[Dataset entries]
+---+

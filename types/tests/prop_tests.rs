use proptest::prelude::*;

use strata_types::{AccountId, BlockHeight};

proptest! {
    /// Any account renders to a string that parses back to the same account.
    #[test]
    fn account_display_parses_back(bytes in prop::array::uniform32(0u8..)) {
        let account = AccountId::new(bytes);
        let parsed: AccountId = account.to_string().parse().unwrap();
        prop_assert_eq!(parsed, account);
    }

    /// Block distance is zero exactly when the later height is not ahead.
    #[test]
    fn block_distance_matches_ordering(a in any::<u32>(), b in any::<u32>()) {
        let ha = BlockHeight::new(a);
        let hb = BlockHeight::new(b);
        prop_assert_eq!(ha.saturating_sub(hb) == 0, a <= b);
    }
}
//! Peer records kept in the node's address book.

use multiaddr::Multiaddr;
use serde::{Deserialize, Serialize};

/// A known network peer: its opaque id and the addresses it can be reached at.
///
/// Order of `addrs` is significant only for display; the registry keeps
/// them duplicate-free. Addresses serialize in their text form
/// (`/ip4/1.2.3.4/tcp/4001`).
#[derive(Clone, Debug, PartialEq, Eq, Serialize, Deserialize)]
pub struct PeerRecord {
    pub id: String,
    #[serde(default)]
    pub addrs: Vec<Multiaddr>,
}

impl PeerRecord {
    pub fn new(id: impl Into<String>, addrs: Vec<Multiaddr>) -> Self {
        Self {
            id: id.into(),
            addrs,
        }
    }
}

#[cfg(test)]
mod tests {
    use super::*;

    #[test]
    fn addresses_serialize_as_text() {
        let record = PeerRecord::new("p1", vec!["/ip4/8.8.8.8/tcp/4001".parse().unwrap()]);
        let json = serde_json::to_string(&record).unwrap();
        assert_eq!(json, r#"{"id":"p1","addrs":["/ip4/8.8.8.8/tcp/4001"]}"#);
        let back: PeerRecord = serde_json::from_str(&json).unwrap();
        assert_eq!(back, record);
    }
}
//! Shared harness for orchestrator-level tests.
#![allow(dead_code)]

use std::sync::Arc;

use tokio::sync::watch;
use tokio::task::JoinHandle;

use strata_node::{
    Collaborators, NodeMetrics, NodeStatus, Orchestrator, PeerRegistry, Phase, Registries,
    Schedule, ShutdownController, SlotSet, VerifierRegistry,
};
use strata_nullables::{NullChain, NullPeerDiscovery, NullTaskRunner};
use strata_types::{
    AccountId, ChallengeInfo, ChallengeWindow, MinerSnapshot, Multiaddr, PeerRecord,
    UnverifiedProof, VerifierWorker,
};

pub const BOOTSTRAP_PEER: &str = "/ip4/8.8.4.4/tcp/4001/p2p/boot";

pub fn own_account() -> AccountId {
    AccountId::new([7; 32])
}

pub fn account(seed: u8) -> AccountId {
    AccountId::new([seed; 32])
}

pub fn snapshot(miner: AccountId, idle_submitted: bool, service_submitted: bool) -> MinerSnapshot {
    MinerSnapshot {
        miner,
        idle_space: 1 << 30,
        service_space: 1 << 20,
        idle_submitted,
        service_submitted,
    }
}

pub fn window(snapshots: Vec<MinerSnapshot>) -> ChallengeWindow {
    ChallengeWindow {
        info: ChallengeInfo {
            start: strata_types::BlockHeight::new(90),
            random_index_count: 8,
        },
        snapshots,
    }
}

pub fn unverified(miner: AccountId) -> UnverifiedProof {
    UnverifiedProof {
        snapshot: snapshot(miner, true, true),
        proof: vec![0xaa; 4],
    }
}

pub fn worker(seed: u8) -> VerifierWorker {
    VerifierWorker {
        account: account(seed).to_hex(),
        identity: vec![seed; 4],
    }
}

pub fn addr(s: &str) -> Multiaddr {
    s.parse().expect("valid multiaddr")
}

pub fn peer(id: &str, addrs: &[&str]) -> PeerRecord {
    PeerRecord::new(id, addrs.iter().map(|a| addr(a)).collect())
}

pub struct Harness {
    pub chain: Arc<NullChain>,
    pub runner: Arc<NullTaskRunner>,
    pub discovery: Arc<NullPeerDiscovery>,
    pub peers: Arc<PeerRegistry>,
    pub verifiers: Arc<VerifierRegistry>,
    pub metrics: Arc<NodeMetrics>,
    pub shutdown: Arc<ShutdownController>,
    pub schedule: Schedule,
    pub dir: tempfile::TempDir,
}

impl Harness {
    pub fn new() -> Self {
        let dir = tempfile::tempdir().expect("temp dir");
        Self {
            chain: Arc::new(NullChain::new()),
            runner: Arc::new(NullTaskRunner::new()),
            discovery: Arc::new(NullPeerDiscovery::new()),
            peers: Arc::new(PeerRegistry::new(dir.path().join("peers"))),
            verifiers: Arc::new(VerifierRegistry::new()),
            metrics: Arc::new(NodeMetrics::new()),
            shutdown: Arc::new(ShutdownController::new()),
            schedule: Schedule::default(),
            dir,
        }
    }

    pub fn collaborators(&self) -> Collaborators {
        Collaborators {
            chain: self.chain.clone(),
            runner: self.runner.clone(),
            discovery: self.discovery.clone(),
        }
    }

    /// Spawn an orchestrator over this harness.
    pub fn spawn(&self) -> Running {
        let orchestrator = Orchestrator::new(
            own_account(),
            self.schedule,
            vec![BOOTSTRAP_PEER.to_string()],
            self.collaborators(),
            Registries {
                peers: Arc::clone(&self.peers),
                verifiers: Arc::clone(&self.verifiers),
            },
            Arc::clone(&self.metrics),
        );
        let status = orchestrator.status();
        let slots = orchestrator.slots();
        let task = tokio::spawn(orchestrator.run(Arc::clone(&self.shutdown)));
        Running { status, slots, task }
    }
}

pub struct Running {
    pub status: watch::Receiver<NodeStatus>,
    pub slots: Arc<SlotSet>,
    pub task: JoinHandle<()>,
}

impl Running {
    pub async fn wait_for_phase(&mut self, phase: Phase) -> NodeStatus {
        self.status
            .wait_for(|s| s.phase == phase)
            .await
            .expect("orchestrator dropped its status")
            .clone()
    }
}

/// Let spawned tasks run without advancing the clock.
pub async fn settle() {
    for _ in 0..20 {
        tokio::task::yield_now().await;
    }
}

+---+

Once you have checked each line above for the string "struct", state how many lines contain it and add nothing more.

Written answer: 3